For drug-resistant TB specifically, India, China, the Russian Federation, and countries of the former Soviet Union carry disproportionate burdens. Russia's prison system has been a notorious incubator of MDR-TB for decades. Overcrowding, poor ventilation, delayed diagnosis, and frequent treatment interruptions when prisoners transfer between facilities create ideal conditions for resistance to develop and spread.
South Africa's MDR-TB crisis gained international attention after a 2006 outbreak of XDR-TB in Tugela Ferry, KwaZulu-Natal, where 52 of 53 patients died within an average of 16 days of diagnosis. Many were co-infected with HIV, which accelerates TB progression dramatically. Among people living with HIV, TB is the leading cause of death.
Central Asian countries (Kazakhstan, Uzbekistan, Tajikistan) report some of the highest proportions of MDR-TB among new TB cases, exceeding 20% in some settings. In contrast, Western Europe and North America see MDR-TB primarily among immigrant populations from high-burden countries.
Are travelers at risk?
Your risk of contracting TB during short-term travel is low but not zero. TB spreads through the air when someone with active pulmonary TB coughs, sneezes, or speaks. Casual outdoor contact is minimal risk. Prolonged indoor exposure is where transmission happens.
Backpackers sleeping in crowded dormitories, volunteers working in healthcare facilities, and long-term travelers living in local housing face meaningfully higher exposure than tourists staying in hotels. A 2018 study estimated that long-term travelers (>3 months) to high-burden countries had a TB infection rate of 2-3% per year of exposure, similar to the local population.
Pre-travel TB testing (tuberculin skin test or interferon-gamma release assay) establishes a baseline. Repeat testing 8-12 weeks after return can detect new infection. If you convert from negative to positive, you have latent TB that can be treated with a short course of preventive therapy before it progresses to active disease.
Why doesn't PandemicAlarm track TB as an outbreak?

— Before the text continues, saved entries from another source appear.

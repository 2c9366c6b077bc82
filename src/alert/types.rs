//! Alertmanager webhook payload types and group-key construction.

use std::collections::HashMap;
use std::fmt;

use chrono::{DateTime, Utc};
use serde::{Deserialize, Serialize};

/// The Alertmanager v4 webhook payload.
/// See: <https://prometheus.io/docs/alerting/latest/configuration/#webhook_config>
#[derive(Debug, Clone, Default, Serialize, Deserialize)]
#[serde(default)]
pub struct AlertmanagerPayload {
    pub version: String,
    #[serde(rename = "groupKey")]
    pub group_key: String,
    #[serde(rename = "truncatedAlerts")]
    pub truncated_alerts: u64,
    pub status: String,
    pub receiver: String,
    #[serde(rename = "groupLabels")]
    pub group_labels: HashMap<String, String>,
    #[serde(rename = "commonLabels")]
    pub common_labels: HashMap<String, String>,
    #[serde(rename = "commonAnnotations")]
    pub common_annotations: HashMap<String, String>,
    #[serde(rename = "externalURL")]
    pub external_url: String,
    pub alerts: Vec<AlertItem>,
}

/// A single alert within the payload.
#[derive(Debug, Clone, Default, Serialize, Deserialize)]
#[serde(default)]
pub struct AlertItem {
    /// `"firing"` or `"resolved"`.
    pub status: String,
    pub labels: HashMap<String, String>,
    pub annotations: HashMap<String, String>,
    #[serde(rename = "startsAt")]
    pub starts_at: Option<DateTime<Utc>>,
    #[serde(rename = "endsAt")]
    pub ends_at: Option<DateTime<Utc>>,
    #[serde(rename = "generatorURL")]
    pub generator_url: String,
    pub fingerprint: String,
}

impl AlertItem {
    pub fn is_firing(&self) -> bool {
        self.status == "firing"
    }
}

/// Uniquely identifies a group of related alerts.
///
/// Missing fields use reserved placeholders so that "no pod" stays disjoint
/// from any real pod name.
#[derive(Debug, Clone, PartialEq, Eq, Hash)]
pub struct GroupKey {
    pub alert_name: String,
    pub namespace: String,
    pub pod: String,
}

impl GroupKey {
    /// Build a key from alert labels, substituting placeholders for
    /// missing fields.
    pub fn from_labels(labels: &HashMap<String, String>) -> Self {
        let field = |name: &str, placeholder: &str| -> String {
            match labels.get(name) {
                Some(v) if !v.is_empty() => v.clone(),
                _ => placeholder.to_string(),
            }
        };
        Self {
            alert_name: field("alertname", "unknown"),
            namespace: field("namespace", "_"),
            pod: field("pod", "_"),
        }
    }
}

impl fmt::Display for GroupKey {
    fn fmt(&self, f: &mut fmt::Formatter<'_>) -> fmt::Result {
        write!(f, "{}/{}/{}", self.alert_name, self.namespace, self.pod)
    }
}

/// Alerts sharing one [`GroupKey`] within an aggregation window.
///
/// Created on the first ingest of a new key, mutated by every ingest
/// sharing the key, destroyed on flush.
#[derive(Debug, Clone)]
pub struct AlertGroup {
    pub key: GroupKey,
    /// Label merge: later alerts overwrite earlier ones.
    pub merged_labels: HashMap<String, String>,
    pub alert_name: String,
    pub namespace: String,
    /// Empty for non-pod-level alerts.
    pub pod: String,
    pub first_seen: DateTime<Utc>,
    /// Sliding-window anchor: a group expires only after this has been
    /// silent for the full window.
    pub last_seen: DateTime<Utc>,
    pub count: u64,
}
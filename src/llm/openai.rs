//! OpenAI-compatible chat-completions adapter.
//!
//! Works against any endpoint that speaks the `/chat/completions` wire
//! format (OpenAI, local gateways, most hosted routers). Transient
//! failures retry with backoff per [`RetryConfig`].

use std::time::Duration;

use async_trait::async_trait;
use reqwest::Client;
use serde::{Deserialize, Serialize};

use super::{ChatMessage, LlmClient, LlmError, RetryConfig, Role, ToolCall, ToolDefinition};

/// OpenAI-compatible API client.
pub struct OpenAiChatClient {
    client: Client,
    api_key: String,
    model: String,
    base_url: String,
    retry: RetryConfig,
}

impl OpenAiChatClient {
    /// Create a new client. `base_url` is the API root, e.g.
    /// `https://api.openai.com/v1`.
    pub fn new(api_key: String, model: String, base_url: String) -> Self {
        Self {
            client: Client::new(),
            api_key,
            model,
            base_url: base_url.trim_end_matches('/').to_string(),
            retry: RetryConfig::default(),
        }
    }

    pub fn with_retry(mut self, retry: RetryConfig) -> Self {
        self.retry = retry;
        self
    }

    async fn chat_once(
        &self,
        messages: &[ChatMessage],
        tools: &[ToolDefinition],
    ) -> Result<ChatMessage, LlmError> {
        let request = CompletionRequest {
            model: self.model.clone(),
            messages: messages.to_vec(),
            tools: if tools.is_empty() {
                None
            } else {
                Some(tools.to_vec())
            },
            tool_choice: if tools.is_empty() {
                None
            } else {
                Some("auto".to_string())
            },
        };

        let url = format!("{}/chat/completions", self.base_url);
        tracing::debug!(model = %self.model, messages = messages.len(), "sending chat request");

        let response = self
            .client
            .post(&url)
            .header("Authorization", format!("Bearer {}", self.api_key))
            .header("Content-Type", "application/json")
            .json(&request)
            .send()
            .await
            .map_err(|e| LlmError::network(e.to_string()))?;

        let status = response.status();
        let retry_after = parse_retry_after(&response);
        let body = response
            .text()
            .await
            .map_err(|e| LlmError::network(e.to_string()))?;

        if !status.is_success() {
            tracing::warn!(%status, %body, "chat completion error");
            return Err(LlmError::from_status(status.as_u16(), body, retry_after));
        }

        let response: CompletionResponse = serde_json::from_str(&body).map_err(|e| {
            tracing::error!(error = %e, %body, "failed to parse chat response");
            LlmError::parse(format!("failed to parse chat response: {e}"))
        })?;

        let choice = response
            .choices
            .into_iter()
            .next()
            .ok_or_else(|| LlmError::parse("no choices in chat response".to_string()))?;

        Ok(ChatMessage {
            role: Role::Assistant,
            content: choice.message.content,
            tool_calls: choice.message.tool_calls,
            tool_call_id: None,
        })
    }
}

#[async_trait]
impl LlmClient for OpenAiChatClient {
    async fn chat(
        &self,
        messages: &[ChatMessage],
        tools: &[ToolDefinition],
    ) -> anyhow::Result<ChatMessage> {
        let mut attempt = 0u32;
        loop {
            match self.chat_once(messages, tools).await {
                Ok(message) => return Ok(message),
                Err(e) if self.retry.should_retry(&e, attempt) => {
                    let delay = e.suggested_delay(attempt);
                    tracing::warn!(error = %e, attempt, ?delay, "retrying chat request");
                    tokio::time::sleep(delay).await;
                    attempt += 1;
                }
                Err(e) => return Err(e.into()),
            }
        }
    }
}

fn parse_retry_after(response: &reqwest::Response) -> Option<Duration> {
    response
        .headers()
        .get("retry-after")
        .and_then(|v| v.to_str().ok())
        .and_then(|v| v.parse::<u64>().ok())
        .map(Duration::from_secs)
}

/// Chat-completions request body.
#[derive(Debug, Serialize)]
struct CompletionRequest {
    model: String,
    messages: Vec<ChatMessage>,
    #[serde(skip_serializing_if = "Option::is_none")]
    tools: Option<Vec<ToolDefinition>>,
    #[serde(skip_serializing_if = "Option::is_none")]
    tool_choice: Option<String>,
}

/// Chat-completions response body.
#[derive(Debug, Deserialize)]
struct CompletionResponse {
    choices: Vec<CompletionChoice>,
}

#[derive(Debug, Deserialize)]
struct CompletionChoice {
    message: CompletionMessage,
}

#[derive(Debug, Deserialize)]
struct CompletionMessage {
    content: Option<String>,
    tool_calls: Option<Vec<ToolCall>>,
}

PandemicAlarm monitors acute outbreak events: sudden surges, novel pathogens, geographic spread of epidemic-prone diseases. TB doesn't fit that model. It's endemic, not episodic. The 1.3 million deaths per year happen steadily, month after month, across dozens of countries. There is no outbreak curve to track because the curve never goes down.
However, drug-resistant TB outbreaks in specific settings (prisons, hospitals, communities) do occasionally generate the kind of acute cluster events that warrant alert-level attention. A 2016 outbreak of MDR-TB in a homeless community in Los Angeles infected 78 people over 18 months. Institutional outbreaks in Eastern European prisons have infected hundreds. PandemicAlarm may flag these clustered events when they appear in WHO or ProMED reporting, even though the broader TB epidemic falls outside our outbreak-focused model.
Understanding the drug-resistant TB crisis matters for anyone tracking pandemic threats. A pathogen that already infects 10 million people per year and is steadily evolving to resist available treatment fits every definition of a slow-moving emergency. New drugs like bedaquiline and pretomanid offer genuine hope, but only if they reach the patients who need them before resistance catches up again.